When I first started aas, 7 years ago or so, and I was hypogonadal (diagnosed), also my sweet tooth increased dramatically.
Took me more than a year to finally get back into a normal dieting regimen.
At that time I didn't know anything about Metformin, it really could help me a lot....

 

[29trt]

When I first started aas, 7 years ago or so, and I was hypogonadal (diagnosed), also my sweet tooth increased dramatically.
Took me more than a year to finally get back into a normal dieting regimen.
At that time I didn't know anything about Metformin, it really could help me a lot....

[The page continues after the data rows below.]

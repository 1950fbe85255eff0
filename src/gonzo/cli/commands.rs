use super::pager::Output;
use super::render::{print_messages, render_id_list, render_note};
use super::setup::{Cli, Commands};
use clap::Parser;
use gonzo::api::GonzoApi;
use gonzo::config::{Environment, GonzoConfig};
use gonzo::editor::{edit_content, EditorCommand};
use gonzo::error::Result;
use gonzo::listing::Selection;
use gonzo::source::NoteSource;
use gonzo::store::fs::FileStore;
use log::{debug, LevelFilter};

struct AppContext {
    api: GonzoApi<FileStore>,
    config: GonzoConfig,
}

pub fn run() -> Result<()> {
    let cli = Cli::parse();
    init_logging(cli.verbose);

    let mut ctx = init_context()?;

    match cli.command {
        Some(Commands::New { editor, text }) => handle_new(&mut ctx, editor, text),
        Some(Commands::Delete { ids }) => handle_delete(&mut ctx, ids),
        Some(Commands::Read { from, reverse, cat }) => handle_read(&ctx, from, reverse, cat),
        Some(Commands::Edit { id }) => handle_edit(&mut ctx, id),
        Some(Commands::List {
            from,
            reverse,
            head,
            tail,
        }) => handle_list(
            &ctx,
            Selection {
                reverse,
                from,
                head,
                tail,
            },
        ),
        None => handle_list(&ctx, Selection::default()),
    }
}

fn init_logging(verbose: bool) {
    let level = if verbose {
        LevelFilter::Debug
    } else {
        LevelFilter::Warn
    };
    let _ = env_logger::Builder::new()
        .filter_level(level)
        .parse_env("GONZO_LOG")
        .format_timestamp(None)
        .try_init();
}

fn init_context() -> Result<AppContext> {
    let env = Environment::capture();
    let config = GonzoConfig::load(&env)?;
    debug!(
        "storage root {}, editor {:?}, pager {:?}",
        config.root.display(),
        config.editor,
        config.pager
    );

    let api = GonzoApi::new(FileStore::new(config.root.clone()));
    Ok(AppContext { api, config })
}

fn handle_new(ctx: &mut AppContext, use_editor: bool, text: Vec<String>) -> Result<()> {
    let editor = EditorCommand::parse(&ctx.config.editor)?;
    let source = NoteSource::from_args(&text, use_editor);
    let note = source.resolve(std::io::stdin().lock(), &editor)?;

    let result = ctx.api.create_note(note)?;
    print_messages(&result.messages);
    Ok(())
}

fn handle_delete(ctx: &mut AppContext, ids: Vec<String>) -> Result<()> {
    let result = ctx.api.delete_notes(&ids)?;
    print_messages(&result.messages);
    result.into_result()?;
    Ok(())
}

fn handle_read(ctx: &AppContext, from: Option<String>, reverse: bool, cat: bool) -> Result<()> {
    let selection = Selection {
        reverse,
        from,
        ..Default::default()
    };
    let result = ctx.api.read_notes(&selection)?;

    let pager = if cat { None } else { ctx.config.pager.as_deref() };
    let mut out = Output::open(pager)?;
    for note in &result.notes {
        out.write_str(&render_note(note.id.as_str(), &note.content))?;
    }
    out.finish()
}

fn handle_edit(ctx: &mut AppContext, id: Option<String>) -> Result<()> {
    let editor = EditorCommand::parse(&ctx.config.editor)?;
    let result = ctx
        .api
        .edit_note(id.as_deref(), |current| edit_content(current, &editor))?;
    print_messages(&result.messages);
    Ok(())
}

fn handle_list(ctx: &AppContext, selection: Selection) -> Result<()> {
    let result = ctx.api.list_notes(&selection)?;
    let mut out = Output::open(None)?;
    out.write_str(&render_id_list(&result.listed_ids))?;
    out.finish()
}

Did you notice your sweet tooth correlates with your E2 level, as in higher the E2 more cravings?
I've seen reported a few times but could not find studies...
And I believe this mechanism works in some and not in others as for some EQ raises appetite and others(like me) it does not affect it... same as it seems to lower E2 only in some guys... very weird and diverse is our reaction to AAS )

 

[HB_22]

Well, I think that the use of agents to ameliorate the hyperglycemic effects of rhGH falls on a continuum, that looks like: biguanides/GDAs (Met, BBR, etc.) < incretins (e.g., GLP-1 & GIP agonists) < rhIGF-I & LR3-IGF-I < insulin, but the rationale for use of slin is not merely glucose disposal.

Do you have any experience or any knowledge about the use of let's say low dose glimepiride (3rd generation sulfonylureas) (perhaps 0.25mg daily, or 0.5mg) instead of using Metformin or GLP-1 agonists? Let's say I don't feel well on GLP-1 agonists and I would like to not take Metformin for specific reasons, what other drugs do you think could be of use to prevent insulin resistance from rHGH use?

 

[Type-IIx]

Do you have any experience or any knowledge about the use of let's say low dose glimepiride (3rd generation sulfonylureas) (perhaps 0.25mg daily, or 0.5mg) instead of using Metformin or GLP-1 agonists? Let's say I don't feel well on GLP-1 agonists and I would like to not take Metformin for specific reasons, what other drugs do you think could be of use to prevent insulin resistance from rHGH use?

Sulfonylureas are disfavored because of their effects on skeletal muscle. This class of drugs' mechanism of action is blockade of the ATP-sensitive K⁺ channel. While this results in insulin secretion in the pancreatic islet β cell, in skeletal muscle cells this is associated with atrophy (muscle loss).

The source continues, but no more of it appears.